▸ Problem
Nothing is needed except the lines below that run from the one with "a fresh value." through the one with "the small brands.", repeated exactly.

(Records excerpted from a collection)
· · ·

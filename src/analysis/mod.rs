//! Derived views over a [`CleanDataset`](crate::data::model::CleanDataset).
//!
//! Every function here is pure: it takes the cleaned dataset (or a view of
//! it) explicitly and returns a fresh value.

pub mod binning;
pub mod brands;
pub mod regression;
use std::collections::BTreeMap;

use serde::Serialize;

use crate::data::model::CleanDataset;

/// Label of the pie slice that merges the small brands.
pub const OTHER_LABEL: &str = "Other";

/// Minimum summed quantity for a brand to appear in the bar chart.
pub const BAR_MIN_TOTAL: f64 = 100.0;

/// Brands under this share (in percent) are merged into [`OTHER_LABEL`].
pub const PIE_MIN_PERCENT: f64 = 2.0;

/// Summed quantity of one brand.
#[derive(Debug, Clone, PartialEq, Serialize)]
pub struct BrandTotal {
    pub brand: String,
    pub total: f64,
}

/// One slice of the brand share pie.
#[derive(Debug, Clone, PartialEq, Serialize)]
pub struct PieSlice {
    pub label: String,
    pub total: f64,
    pub percent: f64,
}

/// Sum quantity per brand, ordered by brand name.
///
/// Records without a brand are not attributed to any group.
pub fn brand_totals(dataset: &CleanDataset) -> Vec<BrandTotal> {
    let mut sums: BTreeMap<&str, f64> = BTreeMap::new();
    for r in &dataset.records {
        if let Some(brand) = r.brand.as_deref() {
            *sums.entry(brand).or_default() += r.quantity;
        }
    }
    sums.into_iter()
        .map(|(brand, total)| BrandTotal {
            brand: brand.to_string(),
            total,
        })
        .collect()
}

/// Brands whose total is at least `min_total`, largest first.
pub fn bar_view(totals: &[BrandTotal], min_total: f64) -> Vec<BrandTotal> {
    let mut kept: Vec<BrandTotal> = totals
        .iter()
        .filter(|t| t.total >= min_total)
        .cloned()
        .collect();
    kept.sort_by(|a, b| b.total.total_cmp(&a.total));
    kept
}

/// Share of each brand in the grand total, with every brand below
/// `min_percent` merged into one [`OTHER_LABEL`] slice.
///
/// The merged slice only exists when its sum is positive, and it is sorted
/// together with the others by total.
pub fn pie_view(totals: &[BrandTotal], min_percent: f64) -> Vec<PieSlice> {
    let grand: f64 = totals.iter().map(|t| t.total).sum();
    if grand == 0.0 {
        return Vec::new();
    }
    let percent = |v: f64| v / grand * 100.0;

    let mut slices: Vec<PieSlice> = Vec::new();
    let mut other = 0.0;
    for t in totals {
        if percent(t.total) < min_percent {
            other += t.total;
        } else {
            slices.push(PieSlice {
                label: t.brand.clone(),
                total: t.total,
                percent: percent(t.total),
            });
        }
    }

    if other > 0.0 {
        // a real brand called "Other" absorbs the merged remainder
        match slices.iter_mut().find(|s| s.label == OTHER_LABEL) {
            Some(existing) => {
                existing.total += other;
                existing.percent = percent(existing.total);
            }
            None => slices.push(PieSlice {
                label: OTHER_LABEL.to_string(),
                total: other,
                percent: percent(other),
            }),
        }
    }

    slices.sort_by(|a, b| b.total.total_cmp(&a.total));
    slices
}
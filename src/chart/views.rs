use crate::analysis::binning::CrossTab;
use crate::analysis::brands::{BrandTotal, PieSlice};
use crate::analysis::regression::LinearFit;
use crate::color::BrandColors;
use crate::data::model::CleanDataset;

use super::figure::{
    Axis, Bar, BoxPoints, ColorBar, Figure, Heatmap, Histogram, Histogram2d, Line, Marker,
    MarkerColor, Pie, Scatter, Title, Trace,
};

const PRICE: &str = "Price";
const QUANTITY: &str = "Quantity sold";
const ACCENT: &str = "#636efa";
const TREND: &str = "#ef553b";

// ---------------------------------------------------------------------------
// Distribution charts
// ---------------------------------------------------------------------------

/// Histogram of prices with a rug strip of the raw values above it.
pub fn price_histogram(dataset: &CleanDataset, bins: usize) -> Figure {
    let prices: Vec<f64> = dataset.records.iter().filter_map(|r| r.price).collect();

    let mut fig = Figure::new("Price histogram")
        .trace(Trace::Histogram(Histogram {
            x: prices.clone(),
            nbinsx: bins,
            name: Some(PRICE.to_string()),
            marker: Some(Marker {
                color: Some(MarkerColor::One(ACCENT.to_string())),
                ..Default::default()
            }),
        }))
        .trace(Trace::Box(BoxPoints {
            x: prices,
            boxpoints: "all",
            jitter: 0.0,
            fillcolor: "rgba(255,255,255,0)",
            line: Line {
                color: Some("rgba(255,255,255,0)".to_string()),
                width: None,
            },
            marker: Marker {
                color: Some(MarkerColor::One(ACCENT.to_string())),
                symbol: Some("line-ns-open"),
                ..Default::default()
            },
            yaxis: "y2",
            showlegend: false,
            hoverinfo: "x",
        }))
        .x_title(PRICE)
        .y_title("Frequency");

    if let Some(y) = fig.layout.yaxis.as_mut() {
        y.domain = Some([0.0, 0.84]);
    }
    fig.layout.yaxis2 = Some(Axis {
        domain: Some([0.86, 1.0]),
        anchor: Some("x"),
        showticklabels: Some(false),
        showgrid: Some(false),
        ..Default::default()
    });
    fig
}

/// Every listing as a point of quantity sold against price.
pub fn quantity_scatter(dataset: &CleanDataset) -> Figure {
    let (x, y) = dataset.price_quantity_points().unzip();
    Figure::new("Scatter plot: quantity sold vs price")
        .trace(Trace::Scatter(Scatter {
            x,
            y,
            mode: "markers",
            marker: Some(Marker {
                color: Some(MarkerColor::One(ACCENT.to_string())),
                ..Default::default()
            }),
            ..Default::default()
        }))
        .x_title(PRICE)
        .y_title(QUANTITY)
}

/// Count of listings per (price bin, quantity bin) cell.
pub fn price_quantity_heatmap(table: Option<&CrossTab>) -> Figure {
    let fig = Figure::new("Heat map: price vs quantity sold (count)");
    let Some(table) = table else {
        return fig;
    };
    let n_price = table.price_bins.len();
    let n_qty = table.quantity_bins.len();

    fig.trace(Trace::Heatmap(Heatmap {
        z: table.counts.clone(),
        x: table.quantity_bins.labels(),
        y: table.price_bins.labels(),
        colorscale: "Viridis",
        colorbar: Some(ColorBar {
            title: Title::new("Count"),
        }),
    }))
    .x_title(format!("{QUANTITY} ({n_qty} intervals)"))
    .y_title(format!("{PRICE} ({n_price} intervals)"))
}

/// Two-dimensional histogram of price against quantity sold.
pub fn density_heatmap(dataset: &CleanDataset) -> Figure {
    let (x, y) = dataset.price_quantity_points().unzip();
    Figure::new("Density plot: price vs quantity sold")
        .trace(Trace::Histogram2d(Histogram2d {
            x,
            y,
            colorscale: "Viridis",
            colorbar: Some(ColorBar {
                title: Title::new("Count"),
            }),
        }))
        .x_title(PRICE)
        .y_title(QUANTITY)
}

// ---------------------------------------------------------------------------
// Brand charts
// ---------------------------------------------------------------------------

/// Total quantity sold per brand, for brands above the bar threshold.
pub fn brand_bar(bars: &[BrandTotal], colors: &BrandColors, min_total: f64) -> Figure {
    Figure::new(format!(
        "Bar chart: total sales per brand (minimum {min_total} sales)"
    ))
    .trace(Trace::Bar(Bar {
        x: bars.iter().map(|b| b.brand.clone()).collect(),
        y: bars.iter().map(|b| b.total).collect(),
        marker: Some(Marker {
            color: Some(MarkerColor::Each(
                bars.iter()
                    .map(|b| colors.color_for(&b.brand).to_string())
                    .collect(),
            )),
            ..Default::default()
        }),
    }))
    .x_title("Brand")
    .y_title("Total sales")
}

/// Share of total quantity per brand, small brands merged.
pub fn brand_pie(slices: &[PieSlice], colors: &BrandColors, min_percent: f64) -> Figure {
    Figure::new(format!(
        "Pie chart: sales share per brand (brands under {min_percent}% grouped as \"Other\")"
    ))
    .trace(Trace::Pie(Pie {
        labels: slices.iter().map(|s| s.label.clone()).collect(),
        values: slices.iter().map(|s| s.total).collect(),
        textposition: "inside",
        textinfo: "percent+label",
        sort: false,
        marker: Some(Marker {
            colors: Some(
                slices
                    .iter()
                    .map(|s| colors.color_for(&s.label).to_string())
                    .collect(),
            ),
            ..Default::default()
        }),
    }))
}

// ---------------------------------------------------------------------------
// Regression chart
// ---------------------------------------------------------------------------

/// High-volume listings with an OLS trend line over them.
pub fn regression(points: &[(f64, f64)], fit: Option<LinearFit>, min_quantity: f64) -> Figure {
    let mut fig = Figure::new(format!(
        "Regression: price vs quantity sold (>= {min_quantity} sales)"
    ))
    .trace(Trace::Scatter(Scatter {
        x: points.iter().map(|p| p.0).collect(),
        y: points.iter().map(|p| p.1).collect(),
        mode: "markers",
        name: Some("Listings".to_string()),
        marker: Some(Marker {
            color: Some(MarkerColor::One(ACCENT.to_string())),
            ..Default::default()
        }),
        ..Default::default()
    }));

    if let Some(fit) = fit {
        let (lo, hi) = points
            .iter()
            .fold((f64::INFINITY, f64::NEG_INFINITY), |(lo, hi), p| {
                (lo.min(p.0), hi.max(p.0))
            });
        fig = fig.trace(Trace::Scatter(Scatter {
            x: vec![lo, hi],
            y: vec![fit.predict(lo), fit.predict(hi)],
            mode: "lines",
            name: Some("OLS trend".to_string()),
            line: Some(Line {
                color: Some(TREND.to_string()),
                width: Some(2.0),
            }),
            hovertemplate: Some(format!(
                "y = {:.4} x + {:.4}<br>R² = {:.4}<extra></extra>",
                fit.slope, fit.intercept, fit.r_squared
            )),
            ..Default::default()
        }));
    }

    fig.x_title(PRICE).y_title(QUANTITY)
}
use std::process::ExitCode;

use anyhow::{Context, Result};

use ecommerce_dashboard::config::Config;
use ecommerce_dashboard::dashboard::Dashboard;
use ecommerce_dashboard::data::{clean::clean, loader};
use ecommerce_dashboard::server::{self, AppState};

fn main() -> ExitCode {
    env_logger::init();

    match run(Config::from_args(std::env::args().skip(1))) {
        Ok(()) => ExitCode::SUCCESS,
        Err(e) => {
            log::error!("{e:#}");
            ExitCode::FAILURE
        }
    }
}

fn run(config: Config) -> Result<()> {
    let dataset = loader::load_file(&config.data_path)?;
    let cleaned = clean(dataset);
    log::info!(
        "{} records after cleaning ({} dropped)",
        cleaned.len(),
        cleaned.dropped
    );

    let dashboard = Dashboard::build(&cleaned, &config);
    let router = server::build_router(AppState::new(&dashboard)?);

    let runtime = tokio::runtime::Builder::new_current_thread()
        .enable_all()
        .build()
        .context("starting tokio runtime")?;
    runtime.block_on(server::serve(router, config.bind_addr))
}
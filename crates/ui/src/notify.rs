//! Transient toast notifications.
//!
//! Toasts are fixed-position elements that slide in shortly after
//! creation and slide out on dismissal, detaching 300 ms later. A toast
//! with a positive duration also dismisses itself when the clock passes
//! it; every removal path is idempotent, so a late timer firing against
//! an already-closed toast is a no-op. Concurrent toasts are independent
//! and may overlap visually.

use std::cell::RefCell;
use std::collections::HashMap;
use std::rc::Rc;

use cadastre_core::notification::Severity;
use cadastre_page::{EventKind, NodeId, Runtime};
use uuid::Uuid;

/// Handle to a live notification, valid until it is dismissed.
pub type NotificationHandle = Uuid;

/// Default auto-dismiss delay.
pub const DEFAULT_DURATION_MS: u64 = 5000;

/// Delay before the slide-in transform is applied.
const SLIDE_IN_DELAY_MS: u64 = 100;

/// How long the slide-out transition runs before the element detaches.
const FADE_OUT_MS: u64 = 300;

/// Notification center: creates toasts, schedules their timers, closes
/// them on request.
#[derive(Clone, Default)]
pub struct Notifications {
    live: Rc<RefCell<HashMap<NotificationHandle, NodeId>>>,
}

impl Notifications {
    pub fn new() -> Self {
        Self::default()
    }

    /// Number of toasts not yet dismissed.
    pub fn live_count(&self) -> usize {
        self.live.borrow().len()
    }

    /// Whether the toast behind `handle` is still up.
    pub fn is_live(&self, handle: NotificationHandle) -> bool {
        self.live.borrow().contains_key(&handle)
    }

    /// Show a toast. A `duration_ms` of zero disables the auto-dismiss
    /// timer entirely; the toast persists until explicitly closed.
    pub fn notify(
        &self,
        rt: &mut Runtime,
        message: &str,
        severity: Severity,
        duration_ms: u64,
    ) -> NotificationHandle {
        let toast = rt.page.create_element("div");
        rt.page.add_class(toast, "notification");
        rt.page
            .add_class(toast, &format!("notification-{}", severity.label()));
        rt.page.set_text(toast, message);
        for (property, value) in [
            ("position", "fixed"),
            ("top", "20px"),
            ("right", "20px"),
            ("padding", "1rem 1.5rem"),
            ("border-radius", "8px"),
            ("color", "white"),
            ("font-weight", "500"),
            ("z-index", "1000"),
            ("transform", "translateX(100%)"),
            ("transition", "transform 0.3s ease"),
            ("max-width", "400px"),
            ("word-wrap", "break-word"),
            ("background-color", severity.color()),
        ] {
            rt.page.set_style(toast, property, value);
        }

        let icon = rt.page.create_element("i");
        rt.page.add_class(icon, "fas");
        rt.page.add_class(icon, severity.icon());
        rt.page.set_style(icon, "margin-right", "0.5rem");
        rt.page.append_child(toast, icon);

        let close = rt.page.create_element("button");
        rt.page.add_class(close, "notification-close");
        rt.page.set_text(close, "\u{d7}");
        rt.page.set_style(close, "cursor", "pointer");
        rt.page.set_style(close, "margin-left", "1rem");
        rt.page.append_child(toast, close);

        let body = rt.page.body();
        rt.page.append_child(body, toast);

        rt.set_timeout(SLIDE_IN_DELAY_MS, move |rt| {
            if rt.page.contains(toast) {
                rt.page.set_style(toast, "transform", "translateX(0)");
            }
        });

        let handle = Uuid::new_v4();
        self.live.borrow_mut().insert(handle, toast);

        let center = self.clone();
        rt.on(close, EventKind::Click, move |rt, _| {
            center.dismiss_node(rt, toast);
        });

        if duration_ms > 0 {
            let center = self.clone();
            rt.set_timeout(duration_ms, move |rt| {
                center.dismiss_node(rt, toast);
            });
        }

        handle
    }

    /// Dismiss the toast behind `handle`. Unknown or already-dismissed
    /// handles are a no-op.
    pub fn close(&self, rt: &mut Runtime, handle: NotificationHandle) {
        let node = self.live.borrow().get(&handle).copied();
        if let Some(node) = node {
            self.dismiss_node(rt, node);
        }
    }

    fn dismiss_node(&self, rt: &mut Runtime, toast: NodeId) {
        self.live.borrow_mut().retain(|_, n| *n != toast);
        if !rt.page.contains(toast) {
            return;
        }
        rt.page.set_style(toast, "transform", "translateX(100%)");
        rt.set_timeout(FADE_OUT_MS, move |rt| {
            rt.page.remove(toast);
        });
    }
}
//! Draft persistence for in-progress registry forms.
//!
//! A [`DraftStore`] keeps one JSON-encoded name→value mapping per form in
//! a host-provided [`KeyValue`] backend. Saves are wholesale overwrites;
//! loads tolerate malformed payloads.

pub mod draft;
pub mod kv;

pub use draft::{Draft, DraftStore, StoreError};
pub use kv::{KeyValue, MemoryStore};
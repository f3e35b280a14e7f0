//! Busy-state helpers for action controls.

use cadastre_page::{NodeId, Page};

/// Label used when the caller doesn't supply one.
pub const DEFAULT_LOADING_TEXT: &str = "Loading...";

/// Disable `node` and replace its content with a spinner and `text`.
pub fn show_loading(page: &mut Page, node: NodeId, text: &str) {
    if !page.contains(node) {
        return;
    }
    page.set_disabled(node, true);
    page.clear_children(node);

    let spinner = page.create_element("i");
    page.add_class(spinner, "fas");
    page.add_class(spinner, "fa-spinner");
    page.add_class(spinner, "fa-spin");
    page.append_child(node, spinner);
    page.set_text(node, text);
}

/// Re-enable `node` and restore its original label.
pub fn hide_loading(page: &mut Page, node: NodeId, original_text: &str) {
    if !page.contains(node) {
        return;
    }
    page.set_disabled(node, false);
    page.clear_children(node);
    page.set_text(node, original_text);
}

· · ·

▸ Expected output
//! it) explicitly and returns a fresh value.

pub mod binning;
pub mod brands;
pub mod regression;
use std::collections::BTreeMap;

use serde::Serialize;

use crate::data::model::CleanDataset;

/// Label of the pie slice that merges the small brands.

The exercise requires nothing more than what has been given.